Attention-Based Preprocessing Framework for Improving Rare Transient Classification
Xinyue Sheng, Tuan Dung Pham, Zichi Zhang, Matt Nicholl, Thai Son Mai
TL;DR
The paper tackles the difficulty of identifying rare astronomical transients under extreme class imbalance and image artefacts by introducing a data-centric augmentation pipeline that relies entirely on real observations. It combines image restoration via a Similarity Index, an attention-guided masking strategy to focus on the transient and host, and arbitrary-rotation image augmentation, with light-curve augmentation via a $2$-D Gaussian Process and cross-matched samples that preserve survey realism. A tailored focal loss and robust calibration framework are used to boost the purity of SLSNe-I and TDE classifications while maintaining practical detection rates, demonstrated on NEEDLE with real ZTF data. The approach yields substantial improvements in high-confidence classifications for rare classes, enabling more efficient spectroscopic follow-up in current and upcoming surveys (e.g., LSST) without resorting to physically modeled simulations. It represents a scalable, data-driven path to better characterize and follow up rare transients in large time-domain datasets.
Abstract
With large numbers of transients discovered by current and future imaging surveys, machine learning is increasingly applied to light curve and host galaxy properties to select events for follow-up. However, finding rare types of transients remains difficult due to extreme class imbalances in training sets, and extracting features from host images is complicated by the presence of bright foreground sources, particularly if the true host is faint or distant. Here we present a data augmentation pipeline for images and light curves that mitigates these issues, and apply this to improve classification of Superluminous Supernovae Type I (SLSNe-I) and Tidal Disruption Events (TDEs) with our existing NEEDLE code.

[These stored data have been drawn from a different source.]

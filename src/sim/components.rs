use glam::{Vec2, Vec3};

use crate::defs::{FF_FULLBRIGHT, MobjFlags, NULL_SPRITE, SpriteId};
use crate::world::SubsectorId;

/// World‑space position.  z is separate to match Doom’s 2½‑D maths.
#[derive(Debug, Clone, Copy)]
pub struct Position(pub Vec2, pub f32);

impl Position {
    #[inline]
    pub fn xyz(&self) -> Vec3 {
        self.0.extend(self.1)
    }
}

/// Position at the previous tic; only present on things that moved.
#[derive(Debug, Clone, Copy)]
pub struct PrevPosition(pub Vec2, pub f32);

/// Position to draw at, `lerp` of the way from the previous tic to this one.
#[inline]
pub fn render_position(pos: &Position, prev: Option<&PrevPosition>, lerp: f32) -> Vec3 {
    match prev {
        Some(p) => p.0.extend(p.1).lerp(pos.xyz(), lerp),
        None => pos.xyz(),
    }
}

#[derive(Debug, Clone, Copy)]
pub struct Angle(pub f32);

#[derive(Debug, Clone, Copy)]
pub struct Subsector(pub SubsectorId);

/// Current sprite frame of a thing.
#[derive(Debug, Clone, Copy, PartialEq, Eq)]
pub struct Anim {
    pub sprite: SpriteId,
    /// Frame number, may carry [`FF_FULLBRIGHT`].
    pub frame: u16,
}

impl Anim {
    pub const NULL: Anim = Anim {
        sprite: NULL_SPRITE,
        frame: 0,
    };

    #[inline]
    pub fn new(sprite: SpriteId, frame: u16) -> Self {
        Self { sprite, frame }
    }

    #[inline]
    pub fn is_null(&self) -> bool {
        self.sprite == NULL_SPRITE
    }

    #[inline]
    pub fn fullbright(&self) -> bool {
        self.frame & FF_FULLBRIGHT != 0
    }
}

#[derive(Clone, Copy, Debug, Default)]
pub struct ActorFlags(pub MobjFlags);

/// One screen-space overlay sprite (weapon, muzzle flash) of a player.
#[derive(Clone, Copy, Debug, Default)]
pub struct PlayerSprite {
    /// `None` while the slot shows nothing.
    pub anim: Option<Anim>,
    pub sx: f32,
    pub sy: f32,
    pub prev_sx: f32,
    pub prev_sy: f32,
}

impl PlayerSprite {
    /// Screen offset interpolated between the last two tics.
    #[inline]
    pub fn offset(&self, lerp: f32) -> Vec2 {
        Vec2::new(self.prev_sx, self.prev_sy).lerp(Vec2::new(self.sx, self.sy), lerp)
    }
}

pub const NUM_PSPRITES: usize = 2;

/// Weapon and flash overlay slots of a player.
#[derive(Clone, Copy, Debug, Default)]
pub struct PlayerSprites(pub [PlayerSprite; NUM_PSPRITES]);
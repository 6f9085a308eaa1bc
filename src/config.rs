//! Tunables of the sprite renderer.

/// Sprite renderer settings.  `Default` gives the PlayStation values.
#[derive(Clone, Debug, PartialEq)]
pub struct SpriteConfig {
    /// Horizontal stretch of sprite images; the original art assumes
    /// non-square pixels.
    pub aspect: f32,
    /// Half-length of the split test line, as a fraction of the split
    /// parameter.
    pub split_test_bias: f32,
    /// Splits deeper than this are refused.
    pub max_split_depth: u32,
    /// Fragments reserved up front.
    pub initial_frag_capacity: usize,
    /// Width of the UI coordinate space.
    pub screen_w: i32,
    /// Height of the 3D view in UI coordinates.
    pub view_h: i32,
}

impl Default for SpriteConfig {
    fn default() -> Self {
        Self {
            aspect: 4.0 / 5.0,
            split_test_bias: 0.01,
            max_split_depth: 64,
            initial_frag_capacity: 8192,
            screen_w: 256,
            view_h: 200,
        }
    }
}
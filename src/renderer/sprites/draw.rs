use glam::{Vec2, Vec3};

use super::{SpriteFrag, SpriteFrags};
use crate::renderer::{DrawSink, WorldQuad, WorldVertex};
use crate::world::camera::to_render;

impl SpriteFrags {
    /// Draw the fragments filed under draw subsector `draw_idx`, farthest
    /// first.  Fragments at equal depth keep their list order.
    pub fn draw_subsector(&mut self, draw_idx: u16, sink: &mut impl DrawSink) {
        debug_assert!((draw_idx as usize) < self.store.draw_subsec_count());

        let Self {
            store,
            sort_scratch,
            ..
        } = self;

        sort_scratch.extend(store.leaf(draw_idx));
        sort_scratch.sort_by(|&a, &b| store.get(b).depth.total_cmp(&store.get(a).depth));

        for &idx in sort_scratch.iter() {
            let frag = store.get(idx);
            sink.set_pipeline(frag.pipeline);
            sink.add_world_quad(&frag_quad(frag));
        }

        sort_scratch.clear();
    }
}

/// Quad for a fragment, corners bottom-left, top-left, top-right,
/// bottom-right.
fn frag_quad(frag: &SpriteFrag) -> WorldQuad {
    let corner = |p: Vec2, y: f32, u: f32, v: f32| WorldVertex {
        pos: to_render(Vec3::new(p.x, p.y, y)),
        uv: Vec2::new(u, v),
        color: frag.color,
    };
    WorldQuad {
        corners: [
            corner(frag.p1, frag.yb, frag.ul, frag.vb),
            corner(frag.p1, frag.yt, frag.ul, frag.vt),
            corner(frag.p2, frag.yt, frag.ur, frag.vt),
            corner(frag.p2, frag.yb, frag.ur, frag.vb),
        ],
        window: frag.window,
        st_mul: frag.st_mul,
    }
}

#[cfg(test)]
mod tests {
    use super::*;
    use crate::renderer::sprites::frag::test_frag;
    use crate::renderer::{DrawList, DrawPipeline};

    fn frags_with(depths: &[(f32, f32)]) -> SpriteFrags {
        let mut frags = SpriteFrags::default();
        frags.store.reset(1);
        // (depth, tag): the tag goes in `ul` so order can be checked
        for &(depth, tag) in depths {
            let mut f = test_frag(Vec2::ZERO, Vec2::X);
            f.depth = depth;
            f.ul = tag;
            frags.store.push_front(0, f);
        }
        frags
    }

    #[test]
    fn draws_back_to_front_and_keeps_ties_in_list_order() {
        // list order is newest first: tags 4, 3, 2, 1, 0
        let mut frags = frags_with(&[(10.0, 0.0), (30.0, 1.0), (20.0, 2.0), (30.0, 3.0), (5.0, 4.0)]);
        let mut list = DrawList::default();
        frags.draw_subsector(0, &mut list);

        let tags: Vec<f32> = list.world_quads().map(|(_, q)| q.corners[0].uv.x).collect();
        assert_eq!(tags, [3.0, 1.0, 2.0, 0.0, 4.0]);
        assert!(frags.sort_scratch.is_empty());
    }

    #[test]
    fn quad_corners_follow_the_fragment() {
        let mut frags = SpriteFrags::default();
        frags.store.reset(1);
        let mut f = test_frag(Vec2::new(10.0, 20.0), Vec2::new(50.0, 20.0));
        f.pipeline = DrawPipeline::SpriteAdditive;
        frags.store.push_front(0, f);

        let mut list = DrawList::default();
        frags.draw_subsector(0, &mut list);
        let (pipe, quad) = list.world_quads().next().unwrap();
        assert_eq!(pipe, DrawPipeline::SpriteAdditive);

        let pos: Vec<Vec3> = quad.corners.iter().map(|c| c.pos).collect();
        assert_eq!(
            pos,
            [
                Vec3::new(10.0, 0.0, 20.0),
                Vec3::new(10.0, 56.0, 20.0),
                Vec3::new(50.0, 56.0, 20.0),
                Vec3::new(50.0, 0.0, 20.0),
            ]
        );
        let uv: Vec<Vec2> = quad.corners.iter().map(|c| c.uv).collect();
        assert_eq!(
            uv,
            [
                Vec2::new(0.0, 56.0),
                Vec2::new(0.0, 0.0),
                Vec2::new(40.0, 0.0),
                Vec2::new(40.0, 56.0),
            ]
        );
        assert!(quad.corners.iter().all(|c| c.color == f.color));
    }

    #[test]
    fn empty_subsector_draws_nothing() {
        let mut frags = frags_with(&[]);
        let mut list = DrawList::default();
        frags.draw_subsector(0, &mut list);
        assert!(list.calls.is_empty());
    }
}
//! Pushes sprite fragments down the BSP, cutting them where they straddle
//! a partition and the cut is allowed.

use glam::Vec2;
use log::trace;

use super::{FrameStats, SpriteFrag, oracle::can_split, store::FragStore};
use crate::config::SpriteConfig;
use crate::world::{FrameVisibility, Level, NodeRef};

pub(crate) struct Splitter<'a> {
    pub level: &'a Level,
    pub vis: &'a FrameVisibility,
    pub cfg: &'a SpriteConfig,
    pub store: &'a mut FragStore,
    pub stats: &'a mut FrameStats,
}

impl Splitter<'_> {
    /// File `frag` (and the pieces it is cut into) below `at`.
    ///
    /// `anchor` is the owning thing's position; when a cut is refused the
    /// whole fragment goes to the anchor's side of the partition.
    pub fn add_frag(&mut self, at: NodeRef, frag: SpriteFrag, anchor: Vec2, depth: u32) {
        let n = match at {
            NodeRef::Subsector(ss) => {
                match self.vis.draw_index(ss) {
                    Some(draw_idx) => {
                        self.store.push_front(draw_idx, frag);
                        self.stats.fragments += 1;
                    }
                    None => self.stats.culled += 1,
                }
                return;
            }
            NodeRef::Node(n) => n,
        };

        let node = &self.level.nodes[n as usize];
        let side1 = node.point_side(frag.p1);
        let side2 = node.point_side(frag.p2);

        if side1 == side2 {
            self.add_frag(node.child[side1], frag, anchor, depth);
            return;
        }

        let d1 = node.scaled_dist(frag.p1);
        let d2 = node.scaled_dist(frag.p2);
        let sum = d1 + d2;

        let t = if depth >= self.cfg.max_split_depth {
            self.stats.capped += 1;
            None
        } else {
            let t = (sum > 0.0 && sum.is_finite())
                .then(|| (d1 / sum).clamp(0.0, 1.0))
                .filter(|&t| {
                    let line = frag.test_line(t, self.cfg.split_test_bias);
                    can_split(self.level, self.vis, at, &line)
                });
            if t.is_none() {
                self.stats.vetoed += 1;
            }
            t
        };

        match t {
            Some(t) => {
                trace!("node {n}: split at t={t:.3}");
                self.stats.splits += 1;
                let (a, b) = frag.split_at(t);
                self.add_frag(node.child[side1], a, anchor, depth + 1);
                self.add_frag(node.child[side2], b, anchor, depth + 1);
            }
            None => {
                let side = node.point_side(anchor);
                trace!("node {n}: split refused, keeping fragment on side {side}");
                self.add_frag(node.child[side], frag, anchor, depth);
            }
        }
    }
}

The method uses a Similarity Index to remove image artefacts, and a masking procedure that removes unrelated sources while preserving the transient and its host. This focuses classifier attention on the relevant pixels, and enables arbitrary rotations for class upsampling. We also fit observed multi-band light curves with a two-dimensional Gaussian Process and generate data-driven synthetic samples by resampling and redshifting these models, cross-matching with galaxy images in the same class to produce unique but realistic new examples for training. Models trained with the augmented dataset achieve substantially higher purity: for classifications with a confidence of 0.8 or higher, we achieve 75% (43%) purity and 75% (66%) completeness for SLSNe-I (TDEs).